(INSTRUCTIONS FOR THE TASK) Across all the entries, how many lines hold "InvalidConfigError"? Answer with that number and nothing else.

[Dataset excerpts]
◇ ◇ ◇

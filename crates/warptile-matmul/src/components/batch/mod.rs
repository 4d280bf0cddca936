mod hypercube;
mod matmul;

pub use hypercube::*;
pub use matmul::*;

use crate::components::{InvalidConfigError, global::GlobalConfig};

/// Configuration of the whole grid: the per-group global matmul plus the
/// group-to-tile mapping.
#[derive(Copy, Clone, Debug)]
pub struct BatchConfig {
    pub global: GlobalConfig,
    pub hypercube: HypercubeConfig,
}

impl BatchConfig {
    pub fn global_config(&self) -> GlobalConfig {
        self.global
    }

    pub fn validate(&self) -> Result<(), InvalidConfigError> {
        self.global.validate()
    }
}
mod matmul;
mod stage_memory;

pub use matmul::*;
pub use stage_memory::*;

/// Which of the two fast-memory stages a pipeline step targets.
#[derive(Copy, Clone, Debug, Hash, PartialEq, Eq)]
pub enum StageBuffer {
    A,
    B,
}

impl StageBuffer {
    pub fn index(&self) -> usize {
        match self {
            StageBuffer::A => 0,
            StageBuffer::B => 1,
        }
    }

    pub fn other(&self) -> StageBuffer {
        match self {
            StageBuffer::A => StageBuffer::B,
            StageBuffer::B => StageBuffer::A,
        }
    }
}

◇ ◇ ◇

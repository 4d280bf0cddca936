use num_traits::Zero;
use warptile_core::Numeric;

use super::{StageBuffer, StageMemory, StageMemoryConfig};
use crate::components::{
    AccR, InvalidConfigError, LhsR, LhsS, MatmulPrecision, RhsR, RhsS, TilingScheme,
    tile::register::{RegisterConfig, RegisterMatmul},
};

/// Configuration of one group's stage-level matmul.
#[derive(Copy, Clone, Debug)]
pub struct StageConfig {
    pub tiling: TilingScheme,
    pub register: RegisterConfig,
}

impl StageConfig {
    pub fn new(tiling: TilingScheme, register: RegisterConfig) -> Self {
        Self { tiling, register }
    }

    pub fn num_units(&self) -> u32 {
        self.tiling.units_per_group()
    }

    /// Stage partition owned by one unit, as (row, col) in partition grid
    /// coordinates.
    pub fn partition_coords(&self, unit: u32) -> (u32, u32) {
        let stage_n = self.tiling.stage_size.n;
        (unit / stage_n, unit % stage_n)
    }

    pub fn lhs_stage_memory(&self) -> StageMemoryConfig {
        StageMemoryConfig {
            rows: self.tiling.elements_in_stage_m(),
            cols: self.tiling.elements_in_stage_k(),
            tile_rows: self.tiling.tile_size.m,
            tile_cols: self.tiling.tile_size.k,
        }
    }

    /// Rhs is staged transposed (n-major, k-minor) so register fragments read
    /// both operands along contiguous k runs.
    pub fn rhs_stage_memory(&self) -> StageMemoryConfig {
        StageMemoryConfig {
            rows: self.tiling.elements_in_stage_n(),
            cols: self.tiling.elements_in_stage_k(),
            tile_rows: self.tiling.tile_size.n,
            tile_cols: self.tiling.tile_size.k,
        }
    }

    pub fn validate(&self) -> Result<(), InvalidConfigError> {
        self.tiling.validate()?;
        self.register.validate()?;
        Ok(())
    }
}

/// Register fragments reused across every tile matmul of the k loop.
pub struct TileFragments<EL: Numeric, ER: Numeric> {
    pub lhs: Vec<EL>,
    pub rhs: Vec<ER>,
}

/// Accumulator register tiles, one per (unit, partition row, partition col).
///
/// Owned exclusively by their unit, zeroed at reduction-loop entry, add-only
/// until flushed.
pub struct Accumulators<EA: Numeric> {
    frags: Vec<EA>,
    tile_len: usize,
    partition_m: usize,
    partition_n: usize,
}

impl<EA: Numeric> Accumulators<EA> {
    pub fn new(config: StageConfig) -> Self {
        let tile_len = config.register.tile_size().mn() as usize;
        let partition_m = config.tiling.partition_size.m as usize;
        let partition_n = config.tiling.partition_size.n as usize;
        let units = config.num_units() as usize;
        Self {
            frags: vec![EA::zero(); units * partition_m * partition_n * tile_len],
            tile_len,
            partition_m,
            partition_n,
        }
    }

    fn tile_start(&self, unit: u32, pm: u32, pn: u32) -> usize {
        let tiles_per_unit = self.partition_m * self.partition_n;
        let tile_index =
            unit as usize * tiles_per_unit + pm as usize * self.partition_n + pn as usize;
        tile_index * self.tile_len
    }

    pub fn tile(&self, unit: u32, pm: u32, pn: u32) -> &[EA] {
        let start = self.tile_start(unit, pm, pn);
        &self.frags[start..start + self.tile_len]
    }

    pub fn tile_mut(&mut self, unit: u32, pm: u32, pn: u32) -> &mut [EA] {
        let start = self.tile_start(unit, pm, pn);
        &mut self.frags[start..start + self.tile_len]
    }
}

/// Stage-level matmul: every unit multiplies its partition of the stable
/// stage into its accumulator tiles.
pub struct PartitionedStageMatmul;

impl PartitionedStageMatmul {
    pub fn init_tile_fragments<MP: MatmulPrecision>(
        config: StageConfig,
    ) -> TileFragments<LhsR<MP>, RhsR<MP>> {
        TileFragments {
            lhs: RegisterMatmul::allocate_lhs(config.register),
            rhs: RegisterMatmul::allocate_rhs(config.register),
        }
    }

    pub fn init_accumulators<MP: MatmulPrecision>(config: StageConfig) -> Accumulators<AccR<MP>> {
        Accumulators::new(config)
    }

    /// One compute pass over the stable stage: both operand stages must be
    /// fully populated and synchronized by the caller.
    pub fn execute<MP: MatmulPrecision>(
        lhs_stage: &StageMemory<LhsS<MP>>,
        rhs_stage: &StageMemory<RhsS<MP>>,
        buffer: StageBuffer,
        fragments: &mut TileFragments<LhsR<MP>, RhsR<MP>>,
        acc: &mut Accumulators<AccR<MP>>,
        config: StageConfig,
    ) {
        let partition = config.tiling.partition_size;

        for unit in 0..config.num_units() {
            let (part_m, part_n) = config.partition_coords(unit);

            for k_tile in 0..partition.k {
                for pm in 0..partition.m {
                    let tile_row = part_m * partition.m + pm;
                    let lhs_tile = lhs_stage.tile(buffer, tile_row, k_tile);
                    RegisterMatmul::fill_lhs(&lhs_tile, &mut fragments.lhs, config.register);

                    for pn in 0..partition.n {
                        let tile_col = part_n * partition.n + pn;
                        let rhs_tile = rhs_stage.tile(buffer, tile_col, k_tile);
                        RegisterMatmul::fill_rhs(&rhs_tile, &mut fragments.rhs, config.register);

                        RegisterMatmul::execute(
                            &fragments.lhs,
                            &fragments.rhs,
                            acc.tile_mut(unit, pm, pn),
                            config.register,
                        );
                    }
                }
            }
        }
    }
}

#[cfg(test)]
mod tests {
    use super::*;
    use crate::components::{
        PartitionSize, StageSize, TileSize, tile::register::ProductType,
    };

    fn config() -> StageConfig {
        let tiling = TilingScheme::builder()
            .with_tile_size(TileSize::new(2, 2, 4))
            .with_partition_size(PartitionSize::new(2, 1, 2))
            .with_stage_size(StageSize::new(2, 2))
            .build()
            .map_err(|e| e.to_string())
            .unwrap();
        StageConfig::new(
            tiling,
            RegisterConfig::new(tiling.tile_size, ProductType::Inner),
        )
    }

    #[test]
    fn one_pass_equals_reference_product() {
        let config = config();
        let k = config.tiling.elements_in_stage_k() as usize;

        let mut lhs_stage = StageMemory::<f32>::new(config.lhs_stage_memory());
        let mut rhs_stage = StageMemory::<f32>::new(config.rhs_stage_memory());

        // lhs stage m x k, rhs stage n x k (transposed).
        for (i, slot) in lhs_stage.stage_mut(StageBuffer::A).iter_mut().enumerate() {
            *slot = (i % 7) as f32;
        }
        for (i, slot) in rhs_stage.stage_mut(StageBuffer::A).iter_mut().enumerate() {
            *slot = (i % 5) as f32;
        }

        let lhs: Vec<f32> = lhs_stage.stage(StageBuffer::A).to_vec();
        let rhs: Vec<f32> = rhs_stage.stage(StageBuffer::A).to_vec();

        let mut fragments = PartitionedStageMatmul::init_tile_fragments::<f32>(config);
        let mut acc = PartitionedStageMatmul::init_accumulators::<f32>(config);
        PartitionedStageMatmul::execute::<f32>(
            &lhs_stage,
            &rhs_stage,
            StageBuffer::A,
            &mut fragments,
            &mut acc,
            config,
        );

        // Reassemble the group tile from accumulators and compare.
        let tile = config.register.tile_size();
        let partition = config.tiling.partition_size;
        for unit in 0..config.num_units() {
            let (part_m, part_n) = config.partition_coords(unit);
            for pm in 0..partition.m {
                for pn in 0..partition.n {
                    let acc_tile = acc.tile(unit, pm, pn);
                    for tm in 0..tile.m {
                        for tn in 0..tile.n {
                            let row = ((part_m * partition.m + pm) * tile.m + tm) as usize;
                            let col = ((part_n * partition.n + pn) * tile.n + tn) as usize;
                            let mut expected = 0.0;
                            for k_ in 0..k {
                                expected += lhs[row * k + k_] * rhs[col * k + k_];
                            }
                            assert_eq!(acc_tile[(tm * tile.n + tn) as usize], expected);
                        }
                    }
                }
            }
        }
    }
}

◇ ◇ ◇

(EXERCISE RESULT) 4